On reste sur l’idée que ce choix l’est par défaut, alors que quelques jeunes itinérants auraient pu faire la différence en évoquant leurs profondes motivations.
La tonalité très noire et plombée l’emporte ainsi et on aurait donc juste aimé de temps en temps une lueur d’espoir, un horizon plus dégagé à l’image de ceux superbes que l’on découvre de manière un peu trop contemplative.
Peut-être que le scénario n’est pas assez construit, qu’il manque aussi une véritable histoire à ces femmes et hommes toujours attirés par un autre lieu, un autre environnement pour en faire un film totalement abouti.
De plus, Fern semble rester délibérément seule quoiqu’il arrive et même lorsqu’elle se trouve dans des lieux publics qui restent étonnamment toujours déserts.

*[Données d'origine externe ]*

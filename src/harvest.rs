//! Harvest orchestration.
//!
//! One [`Harvester::run`] call walks the configured categories in order,
//! strictly sequentially: fetch the feed, parse it into items, enrich and
//! persist each item, sleeping the configured delay after each stored
//! article and after each completed category. Error handling is three-tier:
//! a dead database connection at startup is fatal, a failed feed or a
//! database error mid-category abandons that category, and enrichment
//! failures degrade to defaults without aborting the article. The run always
//! moves on to the next category after a failure.

use std::collections::HashMap;

use anyhow::{Context, Result};
use tracing::{debug, info, warn};

use crate::config::{CategorySource, Config};
use crate::enrich::{bookmark_count, resolve_thumbnail, site_name};
use crate::feed::{fetch_feed, now_stamp, parse_items, parse_timestamp, ItemNode};
use crate::storage::{Database, NewArticle};

// ============================================================================
// Harvester
// ============================================================================

pub struct Harvester {
    db: Database,
    client: reqwest::Client,
    config: Config,
}

/// Per-run tallies, logged at the end of [`Harvester::run`].
#[derive(Debug, Default)]
struct RunStats {
    inserted: u64,
    updated: u64,
    skipped: u64,
}

impl Harvester {
    /// Build a harvester over an open database. The HTTP client carries the
    /// configured User-Agent and timeout and is shared by every outbound
    /// request of the run.
    pub fn new(db: Database, config: Config) -> Result<Self> {
        let client = reqwest::Client::builder()
            .user_agent(&config.user_agent)
            .timeout(config.request_timeout())
            .build()
            .context("Failed to build HTTP client")?;

        Ok(Self { db, client, config })
    }

    /// Run one full harvest pass over all configured categories.
    ///
    /// A category that fails, whether at the feed fetch or on a database
    /// error mid-item, is logged and abandoned; the run continues with the
    /// next one and skips the pacing sleep for the failed category.
    /// Categories whose name has no seeded row still get their articles
    /// stored; only the category link is dropped.
    pub async fn run(&self) -> Result<()> {
        let category_map = self.db.category_map().await?;
        let mut stats = RunStats::default();

        info!(categories = self.config.categories.len(), "Starting harvest");

        for source in &self.config.categories {
            match self
                .harvest_category(source, &category_map, &mut stats)
                .await
            {
                Ok(()) => tokio::time::sleep(self.config.category_delay()).await,
                Err(e) => {
                    warn!(category = %source.name, error = %e, "Category failed, moving on");
                }
            }
        }

        info!(
            inserted = stats.inserted,
            updated = stats.updated,
            skipped = stats.skipped,
            "Harvest complete"
        );
        Ok(())
    }

    /// Fetch and process one category's feed. A fetch failure or a database
    /// error on any item propagates, abandoning the rest of the category.
    async fn harvest_category(
        &self,
        source: &CategorySource,
        category_map: &HashMap<String, i64>,
        stats: &mut RunStats,
    ) -> Result<()> {
        info!(category = %source.name, url = %source.url, "Fetching feed");

        let body = fetch_feed(&self.client, &source.url, self.config.request_timeout())
            .await
            .context("Feed fetch failed")?;

        let items = parse_items(&body, &source.name);
        info!(category = %source.name, items = items.len(), "Parsed feed");

        for item in &items {
            if self.process_item(item, source, category_map, stats).await? {
                tokio::time::sleep(self.config.article_delay()).await;
            }
        }

        Ok(())
    }

    /// Persist a single feed item: refresh the bookmark count if the URL is
    /// already stored, otherwise enrich and insert. Returns whether the item
    /// was actually processed; items without a title or link are skipped
    /// without pacing. Database errors propagate; enrichment failures have
    /// already degraded to defaults by the time values arrive here.
    async fn process_item(
        &self,
        item: &ItemNode,
        source: &CategorySource,
        category_map: &HashMap<String, i64>,
        stats: &mut RunStats,
    ) -> Result<bool> {
        let Some(title) = item.title() else {
            debug!(category = %source.name, "Item without title, skipping");
            stats.skipped += 1;
            return Ok(false);
        };
        let Some(url) = item.link() else {
            debug!(category = %source.name, title, "Item without link, skipping");
            stats.skipped += 1;
            return Ok(false);
        };

        if let Some(existing) = self.db.find_article_by_url(url).await? {
            let count = bookmark_count(&self.client, &self.config.bookmark_api, url).await;
            self.db.update_bookmark_count(existing.id, count).await?;
            info!(title, count, "Updated article");
            stats.updated += 1;
            return Ok(true);
        }

        let published_at = item
            .timestamp()
            .and_then(parse_timestamp)
            .unwrap_or_else(now_stamp);
        let thumbnail_url =
            resolve_thumbnail(&self.client, url, self.config.request_timeout()).await;
        let count = bookmark_count(&self.client, &self.config.bookmark_api, url).await;

        let article = NewArticle {
            title: title.to_string(),
            url: url.to_string(),
            description: item.description().unwrap_or_default().to_string(),
            thumbnail_url,
            source_site: site_name(url),
            bookmark_count: count,
            published_at,
        };

        let article_id = self.db.insert_article(&article).await?;

        if let Some(&category_id) = category_map.get(&source.name) {
            self.db
                .link_article_category(article_id, category_id)
                .await?;
        } else {
            debug!(category = %source.name, "No seeded category row, link skipped");
        }

        info!(title, count, "Inserted new article");
        stats.inserted += 1;
        Ok(true)
    }
}

// ============================================================================
// Tests
// ============================================================================

#[cfg(test)]
mod tests {
    use super::*;
    use std::time::{Duration, Instant};
    use wiremock::matchers::{method, path};
    use wiremock::{Mock, MockServer, ResponseTemplate};

    fn test_config(feed_url: &str) -> Config {
        Config {
            bookmark_api: "http://127.0.0.1:1/entry/json/".to_string(),
            article_delay_ms: 0,
            category_delay_ms: 0,
            categories: vec![CategorySource {
                name: "Tech".to_string(),
                url: feed_url.to_string(),
            }],
            ..Config::default()
        }
    }

    async fn mount_feed(server: &MockServer, body: String) {
        Mock::given(method("GET"))
            .and(path("/feed.rss"))
            .respond_with(ResponseTemplate::new(200).set_body_raw(body, "application/rss+xml"))
            .mount(server)
            .await;
    }

    fn two_item_feed(server_uri: &str) -> String {
        format!(
            r#"<?xml version="1.0"?>
<rss version="2.0"><channel>
  <item><title>One</title><link>{server_uri}/article/one</link></item>
  <item><title>Two</title><link>{server_uri}/article/two</link></item>
</channel></rss>"#
        )
    }

    #[tokio::test]
    async fn test_database_error_abandons_category() {
        let server = MockServer::start().await;
        mount_feed(&server, two_item_feed(&server.uri())).await;

        let db = Database::open(":memory:").await.unwrap();
        db.seed_categories(&["Tech"]).await.unwrap();

        // Break the link step out from under the run. The first item's
        // insert succeeds, its category link errors, and the second item
        // must never be processed.
        sqlx::query("DROP TABLE article_categories")
            .execute(&db.pool)
            .await
            .unwrap();

        let config = test_config(&format!("{}/feed.rss", server.uri()));
        let harvester = Harvester::new(db.clone(), config).unwrap();
        harvester.run().await.unwrap();

        assert_eq!(db.article_count().await.unwrap(), 1);
        let stored = db
            .find_article_by_url(&format!("{}/article/one", server.uri()))
            .await
            .unwrap();
        assert!(stored.is_some());
        let second = db
            .find_article_by_url(&format!("{}/article/two", server.uri()))
            .await
            .unwrap();
        assert!(second.is_none(), "category must be abandoned on first error");
    }

    #[tokio::test]
    async fn test_failed_category_does_not_stop_later_ones() {
        let server = MockServer::start().await;
        mount_feed(
            &server,
            format!(
                r#"<?xml version="1.0"?>
<rss version="2.0"><channel>
  <item><title>Kept</title><link>{}/article/kept</link></item>
</channel></rss>"#,
                server.uri()
            ),
        )
        .await;

        let db = Database::open(":memory:").await.unwrap();
        db.seed_categories(&["Broken", "Tech"]).await.unwrap();

        let mut config = test_config(&format!("{}/feed.rss", server.uri()));
        config.categories.insert(
            0,
            CategorySource {
                name: "Broken".to_string(),
                url: format!("{}/missing.rss", server.uri()),
            },
        );

        let harvester = Harvester::new(db.clone(), config).unwrap();
        harvester.run().await.unwrap();

        assert_eq!(db.article_count().await.unwrap(), 1);
    }

    #[tokio::test]
    async fn test_skipped_item_skips_article_pacing() {
        let server = MockServer::start().await;
        mount_feed(
            &server,
            format!(
                r#"<?xml version="1.0"?>
<rss version="2.0"><channel>
  <item><title>No link</title></item>
  <item><title>Stored</title><link>{}/article/stored</link></item>
</channel></rss>"#,
                server.uri()
            ),
        )
        .await;

        let db = Database::open(":memory:").await.unwrap();
        db.seed_categories(&["Tech"]).await.unwrap();

        let mut config = test_config(&format!("{}/feed.rss", server.uri()));
        config.article_delay_ms = 300;

        let harvester = Harvester::new(db.clone(), config).unwrap();
        let start = Instant::now();
        harvester.run().await.unwrap();
        let elapsed = start.elapsed();

        assert_eq!(db.article_count().await.unwrap(), 1);
        // One stored article pays one delay; the link-less item pays none.
        assert!(elapsed >= Duration::from_millis(300), "{elapsed:?}");
        assert!(elapsed < Duration::from_millis(600), "{elapsed:?}");
    }

    #[tokio::test]
    async fn test_failed_category_skips_category_pacing() {
        let server = MockServer::start().await;
        // No feed mounted: the fetch 404s and the category fails.

        let db = Database::open(":memory:").await.unwrap();
        db.seed_categories(&["Tech"]).await.unwrap();

        let mut config = test_config(&format!("{}/feed.rss", server.uri()));
        config.category_delay_ms = 300;

        let harvester = Harvester::new(db.clone(), config).unwrap();
        let start = Instant::now();
        harvester.run().await.unwrap();

        assert_eq!(db.article_count().await.unwrap(), 0);
        assert!(start.elapsed() < Duration::from_millis(300));
    }
}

On y verra sans doute de la part de la réalisatrice une volonté d’isoler son héroïne, de la magnifier également mais à force d’insister sur ce point, son film en devient trop sombre, alors que le nomadisme tel qu’il est montré aurait pu donner matière à reflexion, et surtout l’occasion de croire à un monde meilleur, et d’espérer ainsi une autre philosophie de vie...
Ici, on quitte Fern qui vadrouille toujours et toujours sans savoir pourquoi, comment et jusqu’où...
On aurait tant aimé la comprendre, l’accompagner, et rêver avec elle...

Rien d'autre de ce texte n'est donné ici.